KMSGeneration is NOT deployed on non-canonical host chains. ProtocolConfig on
non-canonical chains is a replica whose state is mirrored manually (Phase 1) or via
LayerZero / LzRead (Phase 2) from the canonical chain. Operators mirroring a canonical
rotation to non-canonical chains call defineNewKmsContext directly on each non-canonical
ProtocolConfig, using the same kmsNodes and thresholds as the canonical rotation.
No on-chain guard prevents a non-canonical replica from drifting if a mirror transaction is skipped. Operators are responsible for fan-out correctness.
The Ethereum ProtocolConfig is the source of truth for protocol state, so new host chains
seed their replica from it. (The Gateway-based export task:exportKmsMigrationState remains the
mechanism for the one-time Gateway → Ethereum migration of existing deployments; it is just no
longer the state source for seeding non-canonical chains.)
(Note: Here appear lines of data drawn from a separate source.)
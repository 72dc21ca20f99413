//! Lightweight global metrics for partserve.
//!
//! Потокобезопасные атомарные счётчики для подсистем:
//! - Discovery (polls, failures, current volume count)
//! - Route table (registrations)
//! - HTTP (requests, 404s)

use std::sync::atomic::{AtomicU64, Ordering};

// ----- Discovery -----
static POLLS_TOTAL: AtomicU64 = AtomicU64::new(0);
static POLL_FAILURES_TOTAL: AtomicU64 = AtomicU64::new(0);
static VOLUMES_CURRENT: AtomicU64 = AtomicU64::new(0);

// ----- Route table -----
static ROUTES_REGISTERED_TOTAL: AtomicU64 = AtomicU64::new(0);

// ----- HTTP -----
static REQUESTS_TOTAL: AtomicU64 = AtomicU64::new(0);
static REQUESTS_NOT_FOUND_TOTAL: AtomicU64 = AtomicU64::new(0);

#[derive(Debug, Clone, Default)]
pub struct MetricsSnapshot {
    // Discovery
    pub polls_total: u64,
    pub poll_failures_total: u64,
    pub volumes_current: u64,

    // Route table
    pub routes_registered_total: u64,

    // HTTP
    pub requests_total: u64,
    pub requests_not_found_total: u64,
}

// ----- Recorders (Discovery) -----

pub fn record_poll_ok(volumes: usize) {
    POLLS_TOTAL.fetch_add(1, Ordering::Relaxed);
    VOLUMES_CURRENT.store(volumes as u64, Ordering::Relaxed);
}

// Снапшот не трогаем: gauge остаётся прежним.
pub fn record_poll_failure() {
    POLLS_TOTAL.fetch_add(1, Ordering::Relaxed);
    POLL_FAILURES_TOTAL.fetch_add(1, Ordering::Relaxed);
}

// ----- Recorders (Route table) -----

pub fn record_route_registered() {
    ROUTES_REGISTERED_TOTAL.fetch_add(1, Ordering::Relaxed);
}

// ----- Recorders (HTTP) -----

pub fn record_request(status: u16) {
    REQUESTS_TOTAL.fetch_add(1, Ordering::Relaxed);
    if status == 404 {
        REQUESTS_NOT_FOUND_TOTAL.fetch_add(1, Ordering::Relaxed);
    }
}

// ----- Snapshot / Reset -----

pub fn snapshot() -> MetricsSnapshot {
    MetricsSnapshot {
        polls_total: POLLS_TOTAL.load(Ordering::Relaxed),
        poll_failures_total: POLL_FAILURES_TOTAL.load(Ordering::Relaxed),
        volumes_current: VOLUMES_CURRENT.load(Ordering::Relaxed),
        routes_registered_total: ROUTES_REGISTERED_TOTAL.load(Ordering::Relaxed),
        requests_total: REQUESTS_TOTAL.load(Ordering::Relaxed),
        requests_not_found_total: REQUESTS_NOT_FOUND_TOTAL.load(Ordering::Relaxed),
    }
}

pub fn reset() {
    POLLS_TOTAL.store(0, Ordering::Relaxed);
    POLL_FAILURES_TOTAL.store(0, Ordering::Relaxed);
    VOLUMES_CURRENT.store(0, Ordering::Relaxed);
    ROUTES_REGISTERED_TOTAL.store(0, Ordering::Relaxed);
    REQUESTS_TOTAL.store(0, Ordering::Relaxed);
    REQUESTS_NOT_FOUND_TOTAL.store(0, Ordering::Relaxed);
}
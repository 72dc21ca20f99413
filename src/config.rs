//! Centralized configuration for partserve.
//!
//! Goals:
//! - Single place to collect tunables instead of scattering env lookups.
//! - ServeConfig::from_env() reads PS_* variables; CLI flags override on top.
//! - Read once at startup and shared immutably (Arc) afterwards.
//!
//! The salt never appears in `Display`/`Debug` output.

use std::fmt;

use crate::consts::{
    DEFAULT_HTTP_ADDR, DEFAULT_HTTP_WORKERS, DEFAULT_POLL_INTERVAL_MS, DEFAULT_SALT,
    MIN_POLL_INTERVAL_MS,
};
use crate::ident::Salt;

#[derive(Clone)]
pub struct ServeConfig {
    /// HMAC key for volume identifiers.
    /// Env: PS_SALT (default "BUZZINGA")
    pub salt: Salt,

    /// Listen address for the HTTP server.
    /// Env: PS_HTTP_ADDR (default "0.0.0.0:9080")
    pub http_addr: String,

    /// Delay between two discovery polls, in milliseconds.
    /// Env: PS_POLL_MS (default 10000, never below 100)
    pub poll_interval_ms: u64,

    /// Expose pseudo filesystems (proc, sysfs, tmpfs, ...) as well.
    /// Env: PS_INCLUDE_PSEUDO (default true; "1|true|on|yes" => true)
    pub include_pseudo: bool,

    /// Number of HTTP worker threads.
    /// Env: PS_HTTP_WORKERS (default 4, min 1)
    pub http_workers: usize,
}

impl Default for ServeConfig {
    fn default() -> Self {
        Self {
            salt: Salt::new(DEFAULT_SALT),
            http_addr: DEFAULT_HTTP_ADDR.to_string(),
            poll_interval_ms: DEFAULT_POLL_INTERVAL_MS,
            include_pseudo: true,
            http_workers: DEFAULT_HTTP_WORKERS,
        }
    }
}

impl ServeConfig {
    /// Load configuration from environment variables.
    pub fn from_env() -> Self {
        let mut cfg = Self::default();

        if let Ok(v) = std::env::var("PS_SALT") {
            if !v.is_empty() {
                cfg.salt = Salt::new(v);
            }
        }

        if let Ok(v) = std::env::var("PS_HTTP_ADDR") {
            let s = v.trim();
            if !s.is_empty() {
                cfg.http_addr = normalize_addr(s);
            }
        }

        if let Ok(v) = std::env::var("PS_POLL_MS") {
            if let Ok(n) = v.trim().parse::<u64>() {
                cfg = cfg.with_poll_interval_ms(n);
            }
        }

        if let Ok(v) = std::env::var("PS_INCLUDE_PSEUDO") {
            cfg.include_pseudo = parse_flag(&v);
        }

        if let Ok(v) = std::env::var("PS_HTTP_WORKERS") {
            if let Ok(n) = v.trim().parse::<usize>() {
                cfg.http_workers = n.max(1);
            }
        }

        cfg
    }

    /// Fluent setters (builder-style) to override specific fields.

    pub fn with_salt<S: Into<Vec<u8>>>(mut self, salt: S) -> Self {
        self.salt = Salt::new(salt);
        self
    }

    pub fn with_http_addr<S: Into<String>>(mut self, addr: S) -> Self {
        self.http_addr = normalize_addr(&addr.into());
        self
    }

    pub fn with_poll_interval_ms(mut self, ms: u64) -> Self {
        self.poll_interval_ms = ms.max(MIN_POLL_INTERVAL_MS);
        self
    }

    pub fn with_include_pseudo(mut self, on: bool) -> Self {
        self.include_pseudo = on;
        self
    }

    pub fn with_http_workers(mut self, n: usize) -> Self {
        self.http_workers = n.max(1);
        self
    }

    /// Finish the builder and obtain the configuration.
    pub fn build(self) -> Self {
        self
    }

    pub fn salt_is_default(&self) -> bool {
        self.salt.as_bytes() == DEFAULT_SALT.as_bytes()
    }
}

// ":9080" (port only) -> "0.0.0.0:9080"
fn normalize_addr(addr: &str) -> String {
    let a = addr.trim();
    if a.starts_with(':') {
        format!("0.0.0.0{}", a)
    } else {
        a.to_string()
    }
}

fn parse_flag(v: &str) -> bool {
    let s = v.trim().to_ascii_lowercase();
    s == "1" || s == "true" || s == "on" || s == "yes"
}

impl fmt::Display for ServeConfig {
    fn fmt(&self, f: &mut fmt::Formatter<'_>) -> fmt::Result {
        write!(
            f,
            "ServeConfig {{ \
             salt: {}, \
             http_addr: {}, \
             poll_interval_ms: {}, \
             include_pseudo: {}, \
             http_workers: {} \
             }}",
            if self.salt_is_default() { "<default>" } else { "<custom>" },
            self.http_addr,
            self.poll_interval_ms,
            self.include_pseudo,
            self.http_workers,
        )
    }
}

impl fmt::Debug for ServeConfig {
    fn fmt(&self, f: &mut fmt::Formatter<'_>) -> fmt::Result {
        fmt::Display::fmt(self, f)
    }
}
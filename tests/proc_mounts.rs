use std::fs;
use std::path::PathBuf;
use std::sync::atomic::{AtomicU64, Ordering};
use std::time::{SystemTime, UNIX_EPOCH};

use anyhow::Result;

use partserve::{ProcMounts, VolumeSource};

static NEXT_ID: AtomicU64 = AtomicU64::new(1);

fn unique_root(prefix: &str) -> PathBuf {
    let pid = std::process::id();
    let t = SystemTime::now()
        .duration_since(UNIX_EPOCH)
        .unwrap_or_default()
        .as_nanos();
    let id = NEXT_ID.fetch_add(1, Ordering::Relaxed);
    let base = std::env::temp_dir();
    base.join(format!("pstest-mounts-{prefix}-{pid}-{t}-{id}"))
}

const MOUNTS: &str = "\
sysfs /sys sysfs rw,nosuid,nodev,noexec,relatime 0 0
proc /proc proc rw,nosuid,nodev,noexec,relatime 0 0
/dev/nvme0n1p2 / ext4 rw,relatime 0 0
none /mnt/odd ext4 rw 0 0
tmpfs /run tmpfs rw,nosuid,nodev,size=1630516k,mode=755 0 0
/dev/sdb1 /media/USB\\040Drive vfat rw,nosuid,nodev,relatime,uid=1000 0 0
";

const FILESYSTEMS: &str = "nodev\tsysfs\nnodev\ttmpfs\nnodev\tproc\n\text4\n\tvfat\n";

#[test]
fn lists_all_mounts_in_order_when_pseudo_included() -> Result<()> {
    let root = unique_root("all");
    fs::create_dir_all(&root)?;
    fs::write(root.join("mounts"), MOUNTS)?;
    fs::write(root.join("filesystems"), FILESYSTEMS)?;

    let src = ProcMounts::with_paths(root.join("mounts"), root.join("filesystems"));
    let v = src.list(true)?;
    let mounts: Vec<&str> = v.iter().map(|x| x.mount_point.as_str()).collect();
    assert_eq!(
        mounts,
        vec!["/sys", "/proc", "/", "/mnt/odd", "/run", "/media/USB Drive"]
    );
    assert_eq!(v[5].opts.len(), 5);
    Ok(())
}

#[test]
fn physical_only_uses_filesystems_table() -> Result<()> {
    let root = unique_root("phys");
    fs::create_dir_all(&root)?;
    fs::write(root.join("mounts"), MOUNTS)?;
    fs::write(root.join("filesystems"), FILESYSTEMS)?;

    let src = ProcMounts::with_paths(root.join("mounts"), root.join("filesystems"));
    let v = src.list(false)?;
    let devices: Vec<&str> = v.iter().map(|x| x.device.as_str()).collect();
    assert_eq!(devices, vec!["/dev/nvme0n1p2", "/dev/sdb1"]);
    Ok(())
}

#[test]
fn physical_only_falls_back_to_device_paths() -> Result<()> {
    let root = unique_root("fallback");
    fs::create_dir_all(&root)?;
    fs::write(root.join("mounts"), MOUNTS)?;

    let src = ProcMounts::with_paths(root.join("mounts"), root.join("absent"));
    let v = src.list(false)?;
    assert!(v.iter().all(|x| x.device.starts_with('/')));
    assert_eq!(v.len(), 2);
    Ok(())
}

#[test]
fn unreadable_table_is_an_error() {
    let root = unique_root("missing");
    let src = ProcMounts::with_paths(root.join("mounts"), root.join("filesystems"));
    let err = src.list(true).unwrap_err();
    assert!(format!("{:#}", err).contains("read mount table"));
}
The flow is artifact-centric — the same three steps in every environment, only the signer of step 3 changes:
1. Export the canonical KMS context to a reviewable JSON artifact (works from a clean checkout; needs only RPC access):
npx hardhat task:exportCanonicalProtocolConfig \
--canonical-rpc-url https://mainnet.example \
--canonical-protocol-config-address 0x... \
--out canonical-protocol-config-snapshot.json
The artifact records the canonical chainId, the block number the read was pinned to, the contract address, the current KMS context id, the KMS node set, and all four thresholds (bigints serialized as strings).
2. Review. All reads happen at one block, so reviewers (e.g. DAO signers) reproduce the
artifact byte-for-byte — even after a later defineNewKmsContext rotation — by re-running the
export with --block-number <N> from the artifact and diffing the output.
3. Apply the reviewed artifact to the local ProtocolConfig proxy. Both environments run the
same prepare step — deploy the implementation and build the
upgradeToAndCall(initializeFromMigration(…)) payload, landing the replica on canonical's
currentKmsContextId instead of a fresh counter. They differ only in who executes that payload:
the devnet task sends it immediately with the deployer key, so what runs on devnet is
byte-identical to what the DAO signs.
| Environment | Task | Signer |
|---|---|---|
| devnet / local | task:deployProtocolConfigFromCanonical --snapshot <artifact.json> | DEPLOYER_PRIVATE_KEY |
| testnet / mainnet | task:prepareDeployProtocolConfigFromCanonical --snapshot <artifact.json> | DAO executes the printed upgradeToAndCall payload |
# devnet: direct upgrade with the deployer key
npx hardhat task:deployProtocolConfigFromCanonical --snapshot canonical-protocol-config-snapshot.json
# testnet/mainnet: deploy the implementation and print the DAO payload, without touching the proxy
npx hardhat task:prepareDeployProtocolConfigFromCanonical --snapshot canonical-protocol-config-snapshot.json
For quick devnet iteration, task:deployProtocolConfigFromCanonical also accepts
--canonical-rpc-url + --canonical-protocol-config-address instead of --snapshot to read
canonical live at deploy time — but then what is deployed is whatever canonical holds at that
moment, not a reviewed artifact. The DAO path is artifact-only by design.
When deploying a full non-canonical host stack, task:deployAllHostContracts --protocol-config-source canonical --canonical-rpc-url … --canonical-protocol-config-address …
runs the mirror in sequence with the other host contracts (this is what the fhevm-cli multi-chain
stack uses, so e2e seeds non-canonical chains exactly like production).
Later canonical rotations are mirrored manually with defineNewKmsContext, as described above.